And the RIAA lands another awesome strike of the sword into the ocean.
The more they fight piracy in this way, the further they push file trading into completely untrackable recesses of the internet.
It's actually a good thing in the long run, I suppose. Between this and the Homeland DNS grab, soon we'll have an alternative internet where everything is encrypted, routed through ZKS systems, untrackable, and completely outside of government control.
'Cept it won't be for long - as soon as a program is written that works like freenet but allows you to download songs like napster did, any teen-age kid will get their hands on it, and it will replace napster as the worlds most used program.

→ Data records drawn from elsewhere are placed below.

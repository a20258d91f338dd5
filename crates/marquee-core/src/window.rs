//! Half-open time-of-day windows in whole minutes.
//!
//! All comparisons run on minute-of-day integers (`hour * 60 + minute`), never
//! on clock strings. Windows are `[start, end)`: a window ending 10:00 and one
//! starting 10:00 share no minute.

use crate::error::{MarqueeError, Result};

/// Minutes in a day; valid minute-of-day values are `0..MINUTES_PER_DAY`.
pub const MINUTES_PER_DAY: u16 = 1440;

/// Parse a clock time in `H:MM` or `HH:MM` form into a minute-of-day.
///
/// # Errors
/// [`MarqueeError::Format`] when the shape is wrong, [`MarqueeError::Range`]
/// when the hour is not 0-23 or the minute is not 0-59.
pub fn parse_clock(text: &str) -> Result<u16> {
    let (hour_part, minute_part) = text
        .split_once(':')
        .ok_or_else(|| MarqueeError::Format(format!("time must be H:MM or HH:MM (got '{}')", text)))?;

    let shape_ok = (1..=2).contains(&hour_part.len())
        && minute_part.len() == 2
        && hour_part.chars().all(|c| c.is_ascii_digit())
        && minute_part.chars().all(|c| c.is_ascii_digit());
    if !shape_ok {
        return Err(MarqueeError::Format(format!(
            "time must be H:MM or HH:MM (got '{}')",
            text
        )));
    }

    let digits = |part: &str| -> Result<u16> {
        part.parse()
            .map_err(|_| MarqueeError::Format(format!("time must be H:MM or HH:MM (got '{}')", text)))
    };
    let hour = digits(hour_part)?;
    let minute = digits(minute_part)?;

    if hour > 23 {
        return Err(MarqueeError::Range(format!("hour must be 0-23 (got {})", hour)));
    }
    if minute > 59 {
        return Err(MarqueeError::Range(format!(
            "minute must be 0-59 (got {})",
            minute
        )));
    }

    Ok(hour * 60 + minute)
}

/// A half-open `[start, end)` window within one day.
#[derive(Debug, Clone, Copy, PartialEq, Eq)]
pub struct TimeWindow {
    start: u16,
    end: u16,
}

impl TimeWindow {
    /// Build a window from minute-of-day endpoints, enforcing `start < end`.
    ///
    /// # Errors
    /// [`MarqueeError::Range`] when an endpoint is out of the day or the
    /// window is empty or reversed.
    pub fn new(start: u16, end: u16) -> Result<TimeWindow> {
        if start >= MINUTES_PER_DAY || end >= MINUTES_PER_DAY {
            return Err(MarqueeError::Range(format!(
                "window endpoints must be within one day (got {}-{})",
                start, end
            )));
        }
        if start >= end {
            return Err(MarqueeError::Range(
                "start time must be before end time".to_string(),
            ));
        }
        Ok(TimeWindow { start, end })
    }

    /// Parse a window from two clock strings.
    pub fn from_clocks(start: &str, end: &str) -> Result<TimeWindow> {
        TimeWindow::new(parse_clock(start)?, parse_clock(end)?)
    }

    pub fn start(self) -> u16 {
        self.start
    }

    pub fn end(self) -> u16 {
        self.end
    }

    /// Interval intersection on the half-open domain.
    ///
    /// Touching endpoints (`self.end == other.start`) do NOT overlap.
    pub fn overlaps(self, other: TimeWindow) -> bool {
        self.start < other.end && self.end > other.start
    }

    /// Shift both endpoints by `delta` minutes, rejecting any result that
    /// leaves the day. No wraparound: shifting 23:30 by +60 is an error, not
    /// a window that silently crosses midnight.
    ///
    /// # Errors
    /// [`MarqueeError::Range`] when a shifted endpoint falls outside
    /// `[0, 1440)`.
    pub fn shift(self, delta: i32) -> Result<TimeWindow> {
        let start = self.start as i32 + delta;
        let end = self.end as i32 + delta;
        if start < 0 || end >= MINUTES_PER_DAY as i32 {
            return Err(MarqueeError::Range(format!(
                "shift of {:+} minutes pushes {} outside the day",
                delta, self
            )));
        }
        Ok(TimeWindow {
            start: start as u16,
            end: end as u16,
        })
    }

    pub fn start_hour(self) -> u16 {
        self.start / 60
    }

    pub fn start_min(self) -> u16 {
        self.start % 60
    }

    pub fn end_hour(self) -> u16 {
        self.end / 60
    }

    pub fn end_min(self) -> u16 {
        self.end % 60
    }
}

/// Renders `"7:00-7:30"` (unpadded hour, padded minute, matching the files
/// the devices already consume).
impl std::fmt::Display for TimeWindow {
    fn fmt(&self, f: &mut std::fmt::Formatter<'_>) -> std::fmt::Result {
        write!(
            f,
            "{}:{:02}-{}:{:02}",
            self.start_hour(),
            self.start_min(),
            self.end_hour(),
            self.end_min()
        )
    }
}
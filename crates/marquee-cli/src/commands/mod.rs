//! Command implementations, one module per content area.

pub mod events;
pub mod schedules;
pub mod sync;
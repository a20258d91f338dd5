//! The `marquee.toml` configuration file.
//!
//! Every field has a default, so running in a directory with no config file
//! works out of the box with the conventional layout (content files in the
//! current directory, images under `img/`). Paths support `~` expansion.

use std::path::PathBuf;

use anyhow::{Context, Result};
use serde::Deserialize;

use marquee_core::catalog::{Catalog, DEFAULT_COLORS};

use crate::images;

#[derive(Debug, Clone, Deserialize)]
#[serde(default, deny_unknown_fields)]
pub struct Config {
    /// The flat events CSV the devices import.
    pub events_csv: String,
    /// Directory holding one schedule CSV per calendar key.
    pub schedules_dir: String,
    /// Folder scanned for event banner images.
    pub event_images_dir: String,
    /// Folder scanned for schedule images.
    pub schedule_images_dir: String,
    /// Optional palette override; defaults to the firmware palette.
    pub colors: Option<Vec<String>>,
}

impl Default for Config {
    fn default() -> Self {
        Config {
            events_csv: "ephemeral_events.csv".to_string(),
            schedules_dir: "schedules".to_string(),
            event_images_dir: "img/events".to_string(),
            schedule_images_dir: "img/schedules".to_string(),
            colors: None,
        }
    }
}

impl Config {
    /// Load from `path`. A missing file is not an error: defaults apply.
    pub fn load(path: &str) -> Result<Config> {
        let path = expand(path);
        if !path.exists() {
            return Ok(Config::default());
        }
        let raw = std::fs::read_to_string(&path)
            .with_context(|| format!("failed to read config: {}", path.display()))?;
        toml::from_str(&raw).with_context(|| format!("failed to parse config: {}", path.display()))
    }

    pub fn events_csv_path(&self) -> PathBuf {
        expand(&self.events_csv)
    }

    pub fn schedules_dir_path(&self) -> PathBuf {
        expand(&self.schedules_dir)
    }

    pub fn event_images_path(&self) -> PathBuf {
        expand(&self.event_images_dir)
    }

    pub fn schedule_images_path(&self) -> PathBuf {
        expand(&self.schedule_images_dir)
    }

    /// Build the validation catalog: configured (or stock) palette plus the
    /// image allow-lists scanned from the configured folders. A missing
    /// folder just yields an empty list -- validators fall back to a suffix
    /// check so offline editing still works.
    pub fn catalog(&self) -> Catalog {
        let colors = self
            .colors
            .clone()
            .unwrap_or_else(|| DEFAULT_COLORS.iter().map(|c| c.to_string()).collect());
        Catalog::new(
            colors,
            images::list_bmp(&self.event_images_path()),
            images::list_bmp(&self.schedule_images_path()),
        )
    }
}

/// Expand `~` in a configured path. Relative paths stay relative to the
/// working directory, which is where the content repository is.
fn expand(path: &str) -> PathBuf {
    PathBuf::from(shellexpand::tilde(path).into_owned())
}
//! Template derivation: materialize one date's schedule from a source
//! collection.
//!
//! A derived collection is built for a single concrete date, so every
//! produced row is re-tagged to that date's weekday alone, whatever its
//! source row spanned. Derivation returns new rows and leaves the store
//! untouched; replacing or merging into the target key is caller policy.

use chrono::{Datelike, NaiveDate};

use crate::dayset::DaySet;
use crate::error::Result;
use crate::schedule::{ScheduleRecord, ScheduleRow};

/// How the selected source rows are transformed before re-tagging.
#[derive(Debug, Clone, PartialEq, Eq)]
pub enum Adjustment {
    /// Copy the selected rows as they are.
    Copy,
    /// Shift every window by this many minutes (negative = earlier).
    Shift(i32),
    /// Keep only these 0-based indices into the day-filtered list. Unknown
    /// indices are ignored.
    Select(Vec<usize>),
}

/// Derive rows for `target_date` from a source collection.
///
/// Source rows are filtered to those active on the target date's weekday;
/// rows that fail to parse are skipped, the same defensive posture the
/// overlap scan takes. The adjustment is applied to the filtered list, and
/// every resulting row's day set becomes the singleton target weekday.
///
/// # Errors
/// [`crate::error::MarqueeError::Range`] when a `Shift` pushes any window
/// outside the day. Derivation is all-or-nothing: a failed shift aborts
/// instead of returning a half-shifted collection.
pub fn derive_for_date(
    source: &[ScheduleRow],
    target_date: NaiveDate,
    adjustment: &Adjustment,
) -> Result<Vec<ScheduleRow>> {
    let target_day = target_date.weekday();

    let matching: Vec<ScheduleRecord> = source
        .iter()
        .filter_map(|row| ScheduleRecord::try_from(row).ok())
        .filter(|record| record.days.contains(target_day))
        .collect();

    let selected: Vec<ScheduleRecord> = match adjustment {
        Adjustment::Copy => matching,
        Adjustment::Shift(minutes) => {
            let mut shifted = Vec::with_capacity(matching.len());
            for mut record in matching {
                record.window = record.window.shift(*minutes)?;
                shifted.push(record);
            }
            shifted
        }
        Adjustment::Select(indices) => indices
            .iter()
            .filter_map(|&i| matching.get(i).cloned())
            .collect(),
    };

    Ok(selected
        .into_iter()
        .map(|mut record| {
            record.days = DaySet::single(target_day);
            record.to_row()
        })
        .collect())
}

I'm sure an influx of a few million well-connected nodes on college campuses (running on standard ports of other services and disguised to look like valid packets of those services) would help sort out the speed issues.
It's easy to build alternatives to file sharing. You can be as inventive as you want. DNS on the other hand is a standard. No matter how many alternatives you cook up to it, you have to replace to many things in too many places for them to work.
Either that, or simply install something at the client's place that bypasses the whole system. Works, but somehow I doubt DNS is so easy to replicate.
The more they fight piracy in this way, the further they push file trading into completely untrackable recesses of the internet.
It's actually a good thing in the long run, I suppose. Between this and the Homeland DNS grab, soon we'll have an alternative internet where everything is encrypted, routed through ZKS systems, untrackable, and completely outside of government control.